Horrified by what he saw while touring battle sites after combat, Dunant began a campaign that led to the Geneva conventions, the international humanitarian laws that define basic rights of wartime prisoners and civilians. Noting 40,000 deaths from both sides on a single day at Solferino led Dunant to help establish an association that would later become the International Committee of the Red Cross, and his humanitarian efforts won him the first Nobel Peace Prize in 1901.

Though Solferino Lodge first features in Thom’s Directory from 1862, when it was built, it was actually named in 1859 by merchants who had purchased the site before its construction.

Today the charming villa-style property, set inside electric gates with parking for two cars, is home to interior designer Rachel Hall of Hall & Co, whose work, from her office on Pembroke Road in Ballsbridge, includes the interiors of high-end luxury homes and offices on St Stephen’s Green.


Inside the hall door, atop the bifurcated granite steps, it is a whole different story to the house she purchased two decades ago. “It was absolutely horrendous; the stairs had been removed and there were three flats with three entrances, a fire escape at the back and all the ceilings had been lowered,” she says.

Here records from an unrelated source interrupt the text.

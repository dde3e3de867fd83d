// Copyright 2025 RISC Zero, Inc.
//
// Licensed under the Apache License, Version 2.0 (the "License");
// you may not use this file except in compliance with the License.
// You may obtain a copy of the License at
//
//     http://www.apache.org/licenses/LICENSE-2.0
//
// Unless required by applicable law or agreed to in writing, software
// distributed under the License is distributed on an "AS IS" BASIS,
// WITHOUT WARRANTIES OR CONDITIONS OF ANY KIND, either express or implied.
// See the License for the specific language governing permissions and
// limitations under the License.

use std::{
    io,
    pin::Pin,
    sync::{
        atomic::{AtomicU64, Ordering},
        Arc, Mutex,
    },
    task::{Context, Poll},
};

use async_trait::async_trait;
use duties_indexer::{
    client::{ClientError, ConsensusClient, StateReader},
    registry::{
        KeysRegistry, RegistryError, RegistryOperator, RegistrySnapshot, RegistrySource,
    },
    state::{BlsPublicKey, StateService, StateServiceConfig},
    summary::SummaryService,
};
use tokio::io::{AsyncRead, AsyncWriteExt, DuplexStream, ReadBuf};

pub const GENESIS_TIME: u64 = 1_606_824_023;
pub const SECONDS_PER_SLOT: u64 = 12;
pub const OPERATOR_NAME: &str = "Staking Facilities";

pub fn pubkey(n: u8) -> BlsPublicKey {
    BlsPublicKey::repeat_byte(n)
}

/// One entry of the validators state array
pub fn validator_json(index: u64, key: u8, status: &str, effective_balance: u64) -> String {
    format!(
        r#"{{"index":"{index}","balance":"{}","status":"{status}","validator":{{"pubkey":"{}","withdrawal_credentials":"0x00","effective_balance":"{effective_balance}","slashed":false,"activation_eligibility_epoch":"0","activation_epoch":"0","exit_epoch":"18446744073709551615","withdrawable_epoch":"18446744073709551615"}}}}"#,
        effective_balance + 12_345,
        pubkey(key)
    )
}

pub fn state_document(entries: &[String]) -> String {
    format!(r#"{{"execution_optimistic":false,"finalized":true,"data":[{}]}}"#, entries.join(","))
}

#[derive(Clone)]
pub enum StateBody {
    Json(String),
    /// Serves the bytes, then fails the read as a dropped connection would
    FailAfter(String),
    /// Serves the bytes, then never sends more nor closes
    Stall(String),
}

/// Reader that errors once its bytes are exhausted
struct FailingReader {
    data: Vec<u8>,
    pos: usize,
}

impl AsyncRead for FailingReader {
    fn poll_read(
        mut self: Pin<&mut Self>,
        _cx: &mut Context<'_>,
        buf: &mut ReadBuf<'_>,
    ) -> Poll<io::Result<()>> {
        if self.pos >= self.data.len() {
            return Poll::Ready(Err(io::Error::new(
                io::ErrorKind::ConnectionReset,
                "connection reset",
            )));
        }
        let n = buf.remaining().min(self.data.len() - self.pos);
        let pos = self.pos;
        buf.put_slice(&self.data[pos..pos + n]);
        self.pos += n;
        Poll::Ready(Ok(()))
    }
}

pub struct FakeClient {
    pub body: Mutex<StateBody>,
    pub finalized_slot: u64,
    pub slot_time_requests: Mutex<Vec<u64>>,
    pub state_requests: Mutex<Vec<u64>>,
    /// Writer halves of stalled state bodies
    pub stalled: Mutex<Vec<DuplexStream>>,
}

impl FakeClient {
    pub fn new(body: StateBody) -> Self {
        Self {
            body: Mutex::new(body),
            finalized_slot: 0,
            slot_time_requests: Mutex::default(),
            state_requests: Mutex::default(),
            stalled: Mutex::default(),
        }
    }

    pub fn with_finalized_slot(mut self, slot: u64) -> Self {
        self.finalized_slot = slot;
        self
    }

    pub fn set_body(&self, body: StateBody) {
        *self.body.lock().unwrap() = body;
    }
}

#[async_trait]
impl ConsensusClient for FakeClient {
    async fn get_slot_time(&self, slot: u64) -> Result<u64, ClientError> {
        self.slot_time_requests.lock().unwrap().push(slot);
        Ok(GENESIS_TIME + slot * SECONDS_PER_SLOT)
    }

    async fn get_validators_state(&self, slot: u64) -> Result<StateReader, ClientError> {
        self.state_requests.lock().unwrap().push(slot);
        let body = self.body.lock().unwrap().clone();
        Ok(match body {
            StateBody::Json(doc) => Box::new(io::Cursor::new(doc.into_bytes())),
            StateBody::FailAfter(doc) => Box::new(FailingReader { data: doc.into_bytes(), pos: 0 }),
            StateBody::Stall(doc) => {
                let (mut writer, reader) = tokio::io::duplex(doc.len() + 1024);
                writer.write_all(doc.as_bytes()).await.unwrap();
                self.stalled.lock().unwrap().push(writer);
                Box::new(reader)
            }
        })
    }

    async fn get_finalized_slot(&self) -> Result<u64, ClientError> {
        Ok(self.finalized_slot)
    }
}

/// Registry with operator 3 controlling keys 1 and 2
pub struct FakeRegistrySource {
    pub fail: bool,
    pub loads: Arc<AtomicU64>,
    pub timestamps: Arc<Mutex<Vec<u64>>>,
}

impl FakeRegistrySource {
    pub fn new() -> Self {
        Self { fail: false, loads: Arc::default(), timestamps: Arc::default() }
    }

    pub fn failing() -> Self {
        Self { fail: true, ..Self::new() }
    }
}

#[async_trait]
impl RegistrySource for FakeRegistrySource {
    async fn load(&self, timestamp: u64) -> Result<RegistrySnapshot, RegistryError> {
        self.loads.fetch_add(1, Ordering::SeqCst);
        self.timestamps.lock().unwrap().push(timestamp);
        if self.fail {
            return Err(RegistryError::Invalid("registry unavailable".into()));
        }
        Ok(RegistrySnapshot {
            operators: vec![RegistryOperator {
                index: 3,
                name: OPERATOR_NAME.into(),
                total_signing_keys: 2,
                used_signing_keys: 2,
            }],
            keys: vec![(pubkey(1), 3), (pubkey(2), 3)],
        })
    }
}

pub struct Harness {
    pub client: Arc<FakeClient>,
    pub summary: Arc<SummaryService>,
    pub service: StateService,
}

pub fn harness(body: StateBody, source: FakeRegistrySource, batch_size: usize) -> Harness {
    let client = Arc::new(FakeClient::new(body));
    let summary = Arc::new(SummaryService::new());
    let service = StateService::new(
        client.clone(),
        Arc::new(KeysRegistry::new(Box::new(source))),
        summary.clone(),
        StateServiceConfig { batch_size, ..Default::default() },
    );
    Harness { client, summary, service }
}
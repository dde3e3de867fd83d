// Copyright 2025 RISC Zero, Inc.
//
// Licensed under the Apache License, Version 2.0 (the "License");
// you may not use this file except in compliance with the License.
// You may obtain a copy of the License at
//
//     http://www.apache.org/licenses/LICENSE-2.0
//
// Unless required by applicable law or agreed to in writing, software
// distributed under the License is distributed on an "AS IS" BASIS,
// WITHOUT WARRANTIES OR CONDITIONS OF ANY KIND, either express or implied.
// See the License for the specific language governing permissions and
// limitations under the License.

use std::future::Future;

use alloy::{
    eips::{BlockId, BlockNumberOrTag},
    primitives::{Address, U256},
    providers::{DynProvider, Provider, ProviderBuilder},
    rpc::client::RpcClient,
    sol,
    transports::layers::RetryBackoffLayer,
};
use async_trait::async_trait;
use url::Url;

use super::{ContractSource, RegistryError, RegistryOperator, RegistrySnapshot, RegistrySource};
use crate::state::BlsPublicKey;

/// Keys fetched per `getSigningKeys` call
const KEYS_CHUNK_SIZE: u64 = 200;
const PUBKEY_LENGTH: usize = 48;

sol! {
    #[sol(rpc)]
    interface INodeOperatorsRegistry {
        function getNodeOperatorsCount() external view returns (uint256);
        function getNodeOperator(uint256 _nodeOperatorId, bool _fullInfo) external view returns (
            bool active,
            string name,
            address rewardAddress,
            uint64 totalVettedValidators,
            uint64 totalExitedValidators,
            uint64 totalAddedValidators,
            uint64 totalDepositedValidators
        );
        function getSigningKeys(
            uint256 _nodeOperatorId,
            uint256 _offset,
            uint256 _limit
        ) external view returns (
            bytes pubkeys,
            bytes signatures,
            bool[] used
        );
    }

    #[sol(rpc)]
    interface ILido {
        function getBufferedEther() external view returns (uint256);
    }
}

/// Binary search over `0..=latest` for the highest block whose time is at or before
/// `timestamp`. Block times are non-decreasing. `None` if even block 0 is later.
async fn block_at_or_before<F, Fut, E>(
    latest: u64,
    timestamp: u64,
    block_time: F,
) -> Result<Option<u64>, E>
where
    F: Fn(u64) -> Fut,
    Fut: Future<Output = Result<u64, E>>,
{
    if block_time(0).await? > timestamp {
        return Ok(None);
    }

    let (mut low, mut high) = (0, latest);
    while low < high {
        let mid = low + (high - low).div_ceil(2);
        if block_time(mid).await? <= timestamp {
            low = mid;
        } else {
            high = mid - 1;
        }
    }
    Ok(Some(low))
}

/// Registry read from a Lido node operators registry contract.
///
/// Operators and keys are read at the last block produced at or before the requested
/// timestamp. Buffered ether is read at the latest block.
pub struct LidoRegistrySource {
    provider: DynProvider,
    registry_address: Address,
    lido_address: Address,
}

impl LidoRegistrySource {
    pub fn new(rpc_url: Url, registry_address: Address, lido_address: Address) -> Self {
        let provider = ProviderBuilder::new()
            .connect_client(
                RpcClient::builder().layer(RetryBackoffLayer::new(3, 1000, 200)).http(rpc_url),
            )
            .erased();
        Self { provider, registry_address, lido_address }
    }

    /// Last block whose timestamp is not after `timestamp`.
    async fn block_at(&self, timestamp: u64) -> Result<BlockId, RegistryError> {
        let latest = self.provider.get_block_number().await?;
        let number = block_at_or_before(latest, timestamp, |number| async move {
            let block = self.provider.get_block_by_number(BlockNumberOrTag::Number(number)).await?;
            block
                .map(|block| block.header.timestamp)
                .ok_or_else(|| RegistryError::Invalid(format!("block {number} not found")))
        })
        .await?
        .ok_or_else(|| {
            RegistryError::Invalid(format!("no block at or before timestamp {timestamp}"))
        })?;
        Ok(BlockId::number(number))
    }

    async fn load_operator_keys(
        &self,
        block: BlockId,
        operator_index: u64,
        total_keys: u64,
    ) -> Result<Vec<(BlsPublicKey, u64)>, RegistryError> {
        let registry = INodeOperatorsRegistry::new(self.registry_address, &self.provider);
        let mut keys = Vec::with_capacity(total_keys as usize);

        let mut offset = 0;
        while offset < total_keys {
            let limit = KEYS_CHUNK_SIZE.min(total_keys - offset);
            let chunk = registry
                .getSigningKeys(U256::from(operator_index), U256::from(offset), U256::from(limit))
                .block(block)
                .call()
                .await?;

            if chunk.pubkeys.len() % PUBKEY_LENGTH != 0 {
                return Err(RegistryError::Invalid(format!(
                    "operator {} returned {} key bytes, not a multiple of {}",
                    operator_index,
                    chunk.pubkeys.len(),
                    PUBKEY_LENGTH
                )));
            }
            keys.extend(
                chunk
                    .pubkeys
                    .chunks_exact(PUBKEY_LENGTH)
                    .map(|key| (BlsPublicKey::from_slice(key), operator_index)),
            );
            offset += limit;
        }

        Ok(keys)
    }
}

#[async_trait]
impl RegistrySource for LidoRegistrySource {
    async fn load(&self, timestamp: u64) -> Result<RegistrySnapshot, RegistryError> {
        let block = self.block_at(timestamp).await?;
        tracing::debug!("Loading Lido registry for timestamp {} at {:?}", timestamp, block);
        let registry = INodeOperatorsRegistry::new(self.registry_address, &self.provider);

        let count = registry.getNodeOperatorsCount().block(block).call().await?;
        let count = u64::try_from(count)
            .map_err(|_| RegistryError::Invalid(format!("operator count {count} overflows")))?;

        let mut snapshot = RegistrySnapshot::default();
        for index in 0..count {
            let operator =
                registry.getNodeOperator(U256::from(index), true).block(block).call().await?;
            let keys = self.load_operator_keys(block, index, operator.totalAddedValidators).await?;
            tracing::debug!(
                "Loaded {} keys for operator {} ({})",
                keys.len(),
                index,
                operator.name
            );

            snapshot.keys.extend(keys);
            snapshot.operators.push(RegistryOperator {
                index,
                name: operator.name,
                total_signing_keys: operator.totalAddedValidators,
                used_signing_keys: operator.totalDepositedValidators,
            });
        }

        Ok(snapshot)
    }

    fn contract(&self) -> Option<&dyn ContractSource> {
        Some(self)
    }
}

#[async_trait]
impl ContractSource for LidoRegistrySource {
    async fn buffered_ether(&self) -> Result<U256, RegistryError> {
        let lido = ILido::new(self.lido_address, &self.provider);
        Ok(lido.getBufferedEther().call().await?)
    }
}
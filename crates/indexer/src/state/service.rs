// Copyright 2025 RISC Zero, Inc.
//
// Licensed under the Apache License, Version 2.0 (the "License");
// you may not use this file except in compliance with the License.
// You may obtain a copy of the License at
//
//     http://www.apache.org/licenses/LICENSE-2.0
//
// Unless required by applicable law or agreed to in writing, software
// distributed under the License is distributed on an "AS IS" BASIS,
// WITHOUT WARRANTIES OR CONDITIONS OF ANY KIND, either express or implied.
// See the License for the specific language governing permissions and
// limitations under the License.

use duties_rewards::{EpochStateMeta, RewardError};
use thiserror::Error;

use super::{
    decoder::{
        DecodeError, StateDecoder, DEFAULT_BUFFERED_BATCHES, STATE_BATCH_SIZE, STATE_DATA_FIELD,
    },
    fold::DutyFold,
    types::ValidatorStateRecord,
};
use crate::{
    client::{ClientError, ConsensusClientObj},
    registry::{KeysRegistryObj, RegistryError},
    summary::{EpochMeta, StoreError, SummaryStoreObj},
};

#[derive(Error, Debug)]
pub enum StateError {
    #[error("Chain client error: {0}")]
    Client(#[from] ClientError),

    #[error("Registry refresh failed: {0}")]
    RegistryRefresh(#[from] RegistryError),

    #[error("State stream read failed: {0}")]
    StreamIo(std::io::Error),

    #[error("State decoding failed: {0}")]
    Decode(DecodeError),

    #[error("Summary store error: {0}")]
    Store(#[from] StoreError),

    #[error(transparent)]
    Reward(#[from] RewardError),

    #[error("First slot of epoch {0} does not fit in u64")]
    SlotOverflow(u64),
}

impl From<DecodeError> for StateError {
    fn from(err: DecodeError) -> Self {
        match err {
            DecodeError::Io(err) => StateError::StreamIo(err),
            other => StateError::Decode(other),
        }
    }
}

#[derive(Clone, Debug)]
pub struct StateServiceConfig {
    /// Slots per epoch, used to locate an epoch's first slot
    pub slots_per_epoch: u64,
    pub batch_size: usize,
    pub buffered_batches: usize,
}

impl Default for StateServiceConfig {
    fn default() -> Self {
        Self {
            slots_per_epoch: 32,
            batch_size: STATE_BATCH_SIZE,
            buffered_batches: DEFAULT_BUFFERED_BATCHES,
        }
    }
}

/// Outcome of a successful state check
#[derive(Debug, Clone, PartialEq, Eq)]
pub struct StateCheckReport {
    pub epoch: u64,
    pub state_slot: u64,
    /// Validator records folded into duty records
    pub validators: u64,
    /// Validators whose public key is not controlled by a known operator
    pub operator_misses: u64,
    pub meta: EpochStateMeta,
}

/// Runs the per-epoch validator state check.
pub struct StateService {
    client: ConsensusClientObj,
    registry: KeysRegistryObj,
    summary: SummaryStoreObj,
    decoder: StateDecoder,
    config: StateServiceConfig,
}

impl StateService {
    pub fn new(
        client: ConsensusClientObj,
        registry: KeysRegistryObj,
        summary: SummaryStoreObj,
        config: StateServiceConfig,
    ) -> Self {
        let decoder =
            StateDecoder::new(STATE_DATA_FIELD, config.batch_size, config.buffered_batches);
        Self { client, registry, summary, decoder, config }
    }

    pub fn config(&self) -> &StateServiceConfig {
        &self.config
    }

    /// Fold the validator state snapshot at `state_slot` into duty records for `epoch` and
    /// publish the epoch state metadata.
    ///
    /// Any failure aborts the check before metadata is published. Duty records written before
    /// the failure stay in the summary store; a rerun overwrites them by key.
    pub async fn check(&self, epoch: u64, state_slot: u64) -> Result<StateCheckReport, StateError> {
        let start = std::time::Instant::now();
        tracing::info!("Checking state duties for epoch {} at slot {}", epoch, state_slot);

        let first_slot = epoch
            .checked_mul(self.config.slots_per_epoch)
            .ok_or(StateError::SlotOverflow(epoch))?;
        let slot_time = self.client.get_slot_time(first_slot).await?;
        self.registry.update_keys_registry(slot_time).await?;
        let keys = self.registry.keys().await;

        tracing::info!("Getting all validators state");
        let reader = self.client.get_validators_state(state_slot).await?;

        tracing::info!("Processing all validators state");
        let mut batches = self.decoder.decode::<ValidatorStateRecord, _>(reader);
        let mut fold = DutyFold::new(epoch, &keys, self.summary.as_ref());
        while let Some(batch) = batches.next_batch().await {
            fold.apply_batch(&batch?).await?;
            // Let other work on this runtime make progress between batches.
            tokio::task::yield_now().await;
        }

        let (aggregate, stats) = fold.into_parts();
        let meta = aggregate.finalize()?;
        self.summary.set_meta(epoch, EpochMeta { state: Some(meta.clone()) }).await?;

        if stats.operator_misses > 0 {
            tracing::info!(
                "{} of {} validators in epoch {} are not controlled by a known operator",
                stats.operator_misses,
                stats.validators,
                epoch
            );
        }
        tracing::info!(
            "State check for epoch {} completed in {:.2}s: {} validators, {} active, \
             {} total increments, base reward {}",
            epoch,
            start.elapsed().as_secs_f64(),
            stats.validators,
            meta.active_validators,
            meta.active_validators_total_increments,
            meta.base_reward
        );

        Ok(StateCheckReport {
            epoch,
            state_slot,
            validators: stats.validators,
            operator_misses: stats.operator_misses,
            meta,
        })
    }
}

With the help of architect David Byrne, Hall secured planning permission to transform her home back to its original state, with a later addition of an extension to the rear.

Now the house, set over two floors, is impeccable, and every inch of its 277sq m (2,982sq ft) is simply beautiful. Hall describes her design style as “classical”. The bulk of her commissions tend to be period houses. “I try to create homes that are welcoming, interesting and not overly decorated or precious. I think the ultimate test is when you create an interior that makes people reluctant to leave,” she says.

Anyone who has sat at the diningroom table in the barn-like extension to the rear may well feel a reluctance to depart. Here, to create high ceilings – to marry with the Victorian ceilings elsewhere – she opted for a barrelled ceiling in a barn-type structure. It gives height at the centre but does not feel like an airport hangar like some such extensions tend to. Doors and windows were so large at the time of construction they had to be imported from France “as nobody would touch it here”, says Hall.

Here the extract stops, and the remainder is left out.